◆ Required work ◆
A verbatim copy of each record is required.

◆ Available data ◆
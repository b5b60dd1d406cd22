//! # Store Module
//!
//! A [`Collection`] is an ordered map from id to record plus the counter that
//! hands out the next id. Ids are never reused, even after a delete, so a
//! stale id held by a client can only ever miss.

use std::collections::BTreeMap;

use crate::error::{CoreError, CoreResult};
use crate::{
    CalendarEvent, CallLog, CallLogId, Case, CaseId, Document, DocumentId, EventId, User, UserId,
};

/// A record that lives in a [`Collection`].
pub trait Record: Clone {
    type Id: Copy + Ord + std::fmt::Debug + From<u64> + Into<u64> + std::fmt::Display;

    /// Singular name used in error messages and logs.
    const KIND: &'static str;

    fn id(&self) -> Self::Id;

    fn set_id(&mut self, id: Self::Id);
}

macro_rules! impl_record {
    ($ty:ty, $id:ty, $kind:literal) => {
        impl Record for $ty {
            type Id = $id;
            const KIND: &'static str = $kind;

            fn id(&self) -> Self::Id {
                self.id
            }

            fn set_id(&mut self, id: Self::Id) {
                self.id = id;
            }
        }
    };
}

impl_record!(Case, CaseId, "case");
impl_record!(Document, DocumentId, "document");
impl_record!(CallLog, CallLogId, "call log");
impl_record!(CalendarEvent, EventId, "calendar event");
impl_record!(User, UserId, "user");

/// Ordered storage for one record type.
#[derive(Debug, Clone, PartialEq, Eq)]
pub struct Collection<T: Record> {
    records: BTreeMap<T::Id, T>,
    next_id: u64,
}

impl<T: Record> Default for Collection<T> {
    fn default() -> Self {
        Self {
            records: BTreeMap::new(),
            next_id: 1,
        }
    }
}

impl<T: Record> Collection<T> {
    pub fn new() -> Self {
        Self::default()
    }

    /// Rebuilds a collection from persisted parts.
    ///
    /// The counter is raised past the largest stored id so a corrupted
    /// counter cannot hand out an id that is already taken.
    pub fn from_parts(records: Vec<T>, next_id: u64) -> Self {
        let max_id = records
            .iter()
            .map(|r| Into::<u64>::into(r.id()))
            .max()
            .unwrap_or(0);
        Self {
            records: records.into_iter().map(|r| (r.id(), r)).collect(),
            next_id: next_id.max(max_id.saturating_add(1)),
        }
    }

    /// Assigns the next id and stores the record. Returns a copy.
    pub fn insert(&mut self, mut record: T) -> T {
        let id = T::Id::from(self.next_id);
        self.next_id = self.next_id.saturating_add(1);
        record.set_id(id);
        self.records.insert(id, record.clone());
        record
    }

    pub fn get(&self, id: T::Id) -> CoreResult<&T> {
        self.records
            .get(&id)
            .ok_or_else(|| CoreError::not_found(T::KIND, id))
    }

    pub fn get_mut(&mut self, id: T::Id) -> CoreResult<&mut T> {
        self.records
            .get_mut(&id)
            .ok_or_else(|| CoreError::not_found(T::KIND, id))
    }

    pub fn contains(&self, id: T::Id) -> bool {
        self.records.contains_key(&id)
    }

    pub fn remove(&mut self, id: T::Id) -> CoreResult<T> {
        self.records
            .remove(&id)
            .ok_or_else(|| CoreError::not_found(T::KIND, id))
    }

    /// Records in id order.
    pub fn iter(&self) -> impl Iterator<Item = &T> {
        self.records.values()
    }

    pub fn iter_mut(&mut self) -> impl Iterator<Item = &mut T> {
        self.records.values_mut()
    }

    pub fn retain(&mut self, mut keep: impl FnMut(&T) -> bool) -> Vec<T::Id> {
        let mut removed = Vec::new();
        self.records.retain(|id, record| {
            let kept = keep(record);
            if !kept {
                removed.push(*id);
            }
            kept
        });
        removed
    }

    pub fn len(&self) -> usize {
        self.records.len()
    }

    pub fn is_empty(&self) -> bool {
        self.records.is_empty()
    }

    pub fn next_id(&self) -> u64 {
        self.next_id
    }
}

#[cfg(test)]
mod tests {
    use super::*;
    use crate::model::NewCase;
    use chrono::Utc;

    fn case(number: &str) -> Case {
        let form = NewCase {
            case_number: number.to_string(),
            title: "Title".to_string(),
            client_name: "Client".to_string(),
            ..NewCase::default()
        };
        Case::from_form(form, None, Utc::now())
    }

    #[test]
    fn ids_are_sequential_and_never_reused() {
        let mut cases = Collection::<Case>::new();
        let a = cases.insert(case("A"));
        let b = cases.insert(case("B"));
        assert_eq!((a.id, b.id), (CaseId(1), CaseId(2)));

        cases.remove(b.id).unwrap();
        let c = cases.insert(case("C"));
        assert_eq!(c.id, CaseId(3));
        assert_eq!(cases.len(), 2);
    }

    #[test]
    fn missing_record_is_not_found() {
        let cases = Collection::<Case>::new();
        assert_eq!(
            cases.get(CaseId(9)).unwrap_err(),
            CoreError::not_found("case", 9)
        );
    }

    #[test]
    fn from_parts_repairs_a_stale_counter() {
        let mut record = case("A");
        record.id = CaseId(10);
        let mut cases = Collection::from_parts(vec![record], 2);
        assert_eq!(cases.next_id(), 11);
        assert_eq!(cases.insert(case("B")).id, CaseId(11));
    }

    #[test]
    fn retain_reports_removed_ids() {
        let mut cases = Collection::<Case>::new();
        cases.insert(case("A"));
        cases.insert(case("B"));
        let removed = cases.retain(|c| c.case_number == "A");
        assert_eq!(removed, vec![CaseId(2)]);
    }
}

◆ Reply ◆
repository b5b60dd1d406cd22
//! # Store Module
//!
//! A [`Collection`] is an ordered map from id to record plus the counter that
//! hands out the next id. Ids are never reused, even after a delete, so a
//! stale id held by a client can only ever miss.

use std::collections::BTreeMap;

use crate::error::{CoreError, CoreResult};
use crate::{
    CalendarEvent, CallLog, CallLogId, Case, CaseId, Document, DocumentId, EventId, User, UserId,
};

/// A record that lives in a [`Collection`].
pub trait Record: Clone {
    type Id: Copy + Ord + std::fmt::Debug + From<u64> + Into<u64> + std::fmt::Display;

    /// Singular name used in error messages and logs.
    const KIND: &'static str;

    fn id(&self) -> Self::Id;

    fn set_id(&mut self, id: Self::Id);
}

macro_rules! impl_record {
    ($ty:ty, $id:ty, $kind:literal) => {
        impl Record for $ty {
            type Id = $id;
            const KIND: &'static str = $kind;

            fn id(&self) -> Self::Id {
                self.id
            }

            fn set_id(&mut self, id: Self::Id) {
                self.id = id;
            }
        }
    };
}

impl_record!(Case, CaseId, "case");
impl_record!(Document, DocumentId, "document");
impl_record!(CallLog, CallLogId, "call log");
impl_record!(CalendarEvent, EventId, "calendar event");
impl_record!(User, UserId, "user");

/// Ordered storage for one record type.
#[derive(Debug, Clone, PartialEq, Eq)]
pub struct Collection<T: Record> {
    records: BTreeMap<T::Id, T>,
    next_id: u64,
}

impl<T: Record> Default for Collection<T> {
    fn default() -> Self {
        Self {
            records: BTreeMap::new(),
            next_id: 1,
        }
    }
}

impl<T: Record> Collection<T> {
    pub fn new() -> Self {
        Self::default()
    }

    /// Rebuilds a collection from persisted parts.
    ///
    /// The counter is raised past the largest stored id so a corrupted
    /// counter cannot hand out an id that is already taken.
    pub fn from_parts(records: Vec<T>, next_id: u64) -> Self {
        let max_id = records
            .iter()
            .map(|r| Into::<u64>::into(r.id()))
            .max()
            .unwrap_or(0);
        Self {
            records: records.into_iter().map(|r| (r.id(), r)).collect(),
            next_id: next_id.max(max_id.saturating_add(1)),
        }
    }

    /// Assigns the next id and stores the record. Returns a copy.
    pub fn insert(&mut self, mut record: T) -> T {
        let id = T::Id::from(self.next_id);
        self.next_id = self.next_id.saturating_add(1);
        record.set_id(id);
        self.records.insert(id, record.clone());
        record
    }

    pub fn get(&self, id: T::Id) -> CoreResult<&T> {
        self.records
            .get(&id)
            .ok_or_else(|| CoreError::not_found(T::KIND, id))
    }

    pub fn get_mut(&mut self, id: T::Id) -> CoreResult<&mut T> {
        self.records
            .get_mut(&id)
            .ok_or_else(|| CoreError::not_found(T::KIND, id))
    }

    pub fn contains(&self, id: T::Id) -> bool {
        self.records.contains_key(&id)
    }

    pub fn remove(&mut self, id: T::Id) -> CoreResult<T> {
        self.records
            .remove(&id)
            .ok_or_else(|| CoreError::not_found(T::KIND, id))
    }

    /// Records in id order.
    pub fn iter(&self) -> impl Iterator<Item = &T> {
        self.records.values()
    }

    pub fn iter_mut(&mut self) -> impl Iterator<Item = &mut T> {
        self.records.values_mut()
    }

    pub fn retain(&mut self, mut keep: impl FnMut(&T) -> bool) -> Vec<T::Id> {
        let mut removed = Vec::new();
        self.records.retain(|id, record| {
            let kept = keep(record);
            if !kept {
                removed.push(*id);
            }
            kept
        });
        removed
    }

    pub fn len(&self) -> usize {
        self.records.len()
    }

    pub fn is_empty(&self) -> bool {
        self.records.is_empty()
    }

    pub fn next_id(&self) -> u64 {
        self.next_id
    }
}

#[cfg(test)]
mod tests {
    use super::*;
    use crate::model::NewCase;
    use chrono::Utc;

    fn case(number: &str) -> Case {
        let form = NewCase {
            case_number: number.to_string(),
            title: "Title".to_string(),
            client_name: "Client".to_string(),
            ..NewCase::default()
        };
        Case::from_form(form, None, Utc::now())
    }

    #[test]
    fn ids_are_sequential_and_never_reused() {
        let mut cases = Collection::<Case>::new();
        let a = cases.insert(case("A"));
        let b = cases.insert(case("B"));
        assert_eq!((a.id, b.id), (CaseId(1), CaseId(2)));

        cases.remove(b.id).unwrap();
        let c = cases.insert(case("C"));
        assert_eq!(c.id, CaseId(3));
        assert_eq!(cases.len(), 2);
    }

    #[test]
    fn missing_record_is_not_found() {
        let cases = Collection::<Case>::new();
        assert_eq!(
            cases.get(CaseId(9)).unwrap_err(),
            CoreError::not_found("case", 9)
        );
    }

    #[test]
    fn from_parts_repairs_a_stale_counter() {
        let mut record = case("A");
        record.id = CaseId(10);
        let mut cases = Collection::from_parts(vec![record], 2);
        assert_eq!(cases.next_id(), 11);
        assert_eq!(cases.insert(case("B")).id, CaseId(11));
    }

    #[test]
    fn retain_reports_removed_ids() {
        let mut cases = Collection::<Case>::new();
        cases.insert(case("A"));
        cases.insert(case("B"));
        let removed = cases.retain(|c| c.case_number == "A");
        assert_eq!(removed, vec![CaseId(2)]);
    }
}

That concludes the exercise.